Os seis partidos de oposição (PT, PSB, PDT, PCdoB, PSOL e Rede) protocolaram na quarta-feira (27), na Câmara dos Deputados, mais um pedido de impeachment do presidente Jair Bolsonaro. A motivação é a atuação do Governo Federal no combate à pandemia da Covid-19. Também quarta-feira (27) foi protocolado outro pedido, este por parte de lideranças religiosas, sob os mesmos argumentos.

De acordo com a Secretaria Geral da Câmara, foram apresentados outros 63 pedidos de impeachment, por diferentes motivos, dos quais 56 estão em análise. Os demais cinco foram arquivados ou não aceitos por questões formais, sem que o mérito fosse analisado.

A decisão sobre a abertura ou não um pedido de impeachment cabe ao presidente da Casa. Rodrigo Maia (DEM-RJ) deixará o posto na próxima semana, quando haverá a eleição para decidir quem irá sucedê-lo no comando da Câmara.

O protocolo do pedido da oposição foi anunciado em um ato no Salão Negro do Congresso com a presença de parlamentares e presidentes nacionais das legendas.
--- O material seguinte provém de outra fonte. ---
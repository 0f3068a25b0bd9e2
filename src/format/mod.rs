// SPDX-FileCopyrightText: Copyright (c) 2024 NVIDIA CORPORATION & AFFILIATES. All rights reserved.
// SPDX-License-Identifier: Apache-2.0
//! The L2N text format.
//!
//! An L2N dump is a sequence of `key(args...)` groups. Every key has a long
//! and a one-letter short spelling; readers accept both, writers emit one
//! style throughout. Unknown groups are skipped, so newer dumps stay
//! readable.

pub mod reader;
pub mod tokens;
pub mod writer;

use crate::l2n::LayoutToNetlist;
use crate::netlist::{CircuitId, DeviceId, NetId, SubCircuitId};
use std::collections::{BTreeMap, HashMap};

pub use reader::L2nReader;
pub use writer::L2nWriter;

pub const L2N_MAGIC: &str = "#%l2n-klayout";

/// Highest format version understood and the version written.
pub const FORMAT_VERSION: u32 = 1;

#[derive(Debug)]
pub enum FormatError {
    Io(String),
    Syntax { message: String, line: usize, source: String },
    UnexpectedEof { line: usize, source: String },
    UnsupportedVersion(u32),
    Unknown { kind: &'static str, name: String, line: usize, source: String },
}

impl std::fmt::Display for FormatError {
    fn fmt(&self, f: &mut std::fmt::Formatter<'_>) -> std::fmt::Result {
        match self {
            FormatError::Io(msg) => write!(f, "I/O error: {}", msg),
            FormatError::Syntax { message, line, source } => {
                write!(f, "{} in line {} of {}", message, line, source)
            }
            FormatError::UnexpectedEof { line, source } => {
                write!(f, "Unexpected end of file in line {} of {}", line, source)
            }
            FormatError::UnsupportedVersion(v) => write!(
                f,
                "Unsupported format version {} (highest supported version is {})",
                v, FORMAT_VERSION
            ),
            FormatError::Unknown { kind, name, line, source } => {
                write!(f, "Not a valid {} name: '{}' in line {} of {}", kind, name, line, source)
            }
        }
    }
}

impl std::error::Error for FormatError {}

/// Long and short spelling of one key.
#[derive(Debug, Clone, Copy)]
pub struct Key {
    pub long: &'static str,
    pub short: &'static str,
}

impl Key {
    const fn new(long: &'static str, short: &'static str) -> Self {
        Self { long, short }
    }

    pub fn matches(&self, word: &str) -> bool {
        word == self.long || word == self.short
    }

    pub fn get(&self, style: KeyStyle) -> &'static str {
        match style {
            KeyStyle::Long => self.long,
            KeyStyle::Short => self.short,
        }
    }
}

#[derive(Debug, Clone, Copy, PartialEq, Eq, Default)]
pub enum KeyStyle {
    #[default]
    Long,
    Short,
}

pub mod keys {
    use super::Key;

    pub const VERSION: Key = Key::new("version", "V");
    pub const DESCRIPTION: Key = Key::new("description", "B");
    pub const GENERATOR: Key = Key::new("generator", "Z");
    pub const TOP: Key = Key::new("top", "W");
    pub const UNIT: Key = Key::new("unit", "U");
    pub const LAYER: Key = Key::new("layer", "L");
    pub const CLASS: Key = Key::new("class", "K");
    pub const CONNECT: Key = Key::new("connect", "C");
    pub const GLOBAL: Key = Key::new("global", "G");
    pub const CIRCUIT: Key = Key::new("circuit", "X");
    pub const NET: Key = Key::new("net", "N");
    pub const NAME: Key = Key::new("name", "I");
    pub const PROPERTY: Key = Key::new("property", "F");
    pub const DEVICE: Key = Key::new("device", "D");
    pub const POLYGON: Key = Key::new("polygon", "Q");
    pub const RECT: Key = Key::new("rect", "R");
    pub const TEXT: Key = Key::new("text", "J");
    pub const TERMINAL: Key = Key::new("terminal", "T");
    pub const ABSTRACT: Key = Key::new("abstract", "A");
    pub const PARAM: Key = Key::new("param", "E");
    pub const LOCATION: Key = Key::new("location", "Y");
    pub const ROTATION: Key = Key::new("rotation", "O");
    pub const MIRROR: Key = Key::new("mirror", "M");
    pub const SCALE: Key = Key::new("scale", "S");
    pub const PIN: Key = Key::new("pin", "P");
    pub const MESSAGE: Key = Key::new("message", "H");

    // message contents
    pub const INFO: Key = Key::new("info", "I");
    pub const WARNING: Key = Key::new("warning", "W");
    pub const ERROR: Key = Key::new("error", "E");
    pub const CELL: Key = Key::new("cell", "C");
    pub const CAT: Key = Key::new("cat", "X");

    // LVS
    pub const LAYOUT: Key = Key::new("layout", "J");
    pub const REFERENCE: Key = Key::new("reference", "H");
    pub const XREF: Key = Key::new("xref", "Z");
    pub const LOG: Key = Key::new("log", "L");
    pub const ENTRY: Key = Key::new("entry", "M");
    pub const MATCH: Key = Key::new("match", "1");
    pub const NOMATCH: Key = Key::new("nomatch", "X");
    pub const MISMATCH: Key = Key::new("mismatch", "0");
    pub const MATCH_WARNING: Key = Key::new("warning", "W");
    pub const SKIPPED: Key = Key::new("skipped", "S");
}

/// Per-circuit mapping between ids in a dump and netlist objects.
#[derive(Debug, Clone, Default)]
pub struct CircuitIds {
    pub nets: BTreeMap<usize, NetId>,
    pub devices: BTreeMap<usize, DeviceId>,
    pub subcircuits: BTreeMap<usize, SubCircuitId>,
    net_ids: HashMap<NetId, usize>,
    device_ids: HashMap<DeviceId, usize>,
    subcircuit_ids: HashMap<SubCircuitId, usize>,
}

impl CircuitIds {
    pub fn insert_net(&mut self, id: usize, net: NetId) {
        self.nets.insert(id, net);
        self.net_ids.insert(net, id);
    }

    pub fn insert_device(&mut self, id: usize, device: DeviceId) {
        self.devices.insert(id, device);
        self.device_ids.insert(device, id);
    }

    pub fn insert_subcircuit(&mut self, id: usize, sc: SubCircuitId) {
        self.subcircuits.insert(id, sc);
        self.subcircuit_ids.insert(sc, id);
    }

    pub fn net_id(&self, net: NetId) -> Option<usize> {
        self.net_ids.get(&net).copied()
    }

    pub fn device_id(&self, device: DeviceId) -> Option<usize> {
        self.device_ids.get(&device).copied()
    }

    pub fn subcircuit_id(&self, sc: SubCircuitId) -> Option<usize> {
        self.subcircuit_ids.get(&sc).copied()
    }
}

/// Id maps of one netlist in a dump.
#[derive(Debug, Clone, Default)]
pub struct IdMaps {
    pub circuits: BTreeMap<usize, CircuitId>,
    pub per_circuit: BTreeMap<CircuitId, CircuitIds>,
}

impl IdMaps {
    pub fn circuit_ids(&self, c: CircuitId) -> Option<&CircuitIds> {
        self.per_circuit.get(&c)
    }
}

/// Integral values without a fraction, everything else in shortest round-trip form.
pub(crate) fn fmt_num(v: f64) -> String {
    if v.fract() == 0.0 && v.abs() < 1e15 {
        format!("{}", v as i64)
    } else {
        format!("{:?}", v)
    }
}

/// Renders an L2N dump of the orchestrator.
pub fn write_l2n(l2n: &LayoutToNetlist, short: bool) -> String {
    let style = if short { KeyStyle::Short } else { KeyStyle::Long };
    let mut out = String::new();
    L2nWriter::new(style).write_l2n(&mut out, l2n);
    out
}

/// Parses an L2N dump. `source` names the input in error messages.
pub fn read_l2n(text: &str, source: &str) -> Result<LayoutToNetlist, FormatError> {
    let mut ts = tokens::TokenStream::new(text, source);
    let mut l2n = LayoutToNetlist::new();
    L2nReader::new().read_l2n(&mut ts, &mut l2n)?;
    Ok(l2n)
}

#[cfg(test)]
mod tests {
    use super::*;

    #[test]
    fn test_key_matching() {
        assert!(keys::CIRCUIT.matches("circuit"));
        assert!(keys::CIRCUIT.matches("X"));
        assert!(!keys::CIRCUIT.matches("x"));
        assert_eq!(keys::NET.get(KeyStyle::Short), "N");
        assert_eq!(keys::NET.get(KeyStyle::Long), "net");
    }

    #[test]
    fn test_number_format() {
        assert_eq!(fmt_num(90.0), "90");
        assert_eq!(fmt_num(-5.0), "-5");
        assert_eq!(fmt_num(0.001), "0.001");
        assert_eq!(fmt_num(2.5e-15), "2.5e-15");
    }

    #[test]
    fn test_error_messages_carry_location() {
        let e = FormatError::Syntax { message: "Expected ')'".into(), line: 12, source: "a.l2n".into() };
        assert_eq!(e.to_string(), "Expected ')' in line 12 of a.l2n");
        assert!(FormatError::UnsupportedVersion(3).to_string().contains("version 3"));
    }
}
O pedido tem a assinatura dos presidentes Gleisi Hoffmann (PT), Luciano Santos (PCdoB), Juliano Medeiros (PSOL), Carlos Siqueira (PSB) e Carlos Luppi (PDT), além dos porta-vozes da Rede, Pedro Ivo e Laís Alvez Garcia.

Além deles, as lideranças dessas legendas no Congresso também são signatárias do documento, que acusa Bolsonaro de ter cometido 15 crimes de responsabilidade.

Segundo o líder da Minoria na Câmara, deputado José Guimarães (PT-CE), o pedido identifica o que os signatários consideram de Bolsonaro relacionados principalmente à pandemia da Covid-19.

“O pedido de impeachment está embasado no direito supremo à vida”, afirmou o líder da Minoria na Câmara, deputado José Guimarães (PT-CE).

Já a deputada Fernanda Melchionna (PSOL-RS) declarou que as ações do presidente durante a pandemia “custam vidas”.

“Não é que Bolsonaro não ajudou a ciência, ele combateu a ciência. Não é que ele negligenciou a vacina, ele boicotou a vacina”, disse.

Entre os crimes de responsabilidade apontados no pedido, os signatários afirmam que Bolsonaro não garantiu o direito à saúde no caso da pandemia e não priorizou o combate à doença. Eles afirmam que também não houve uma coordenação de caráter nacional para orientar estados e municípios.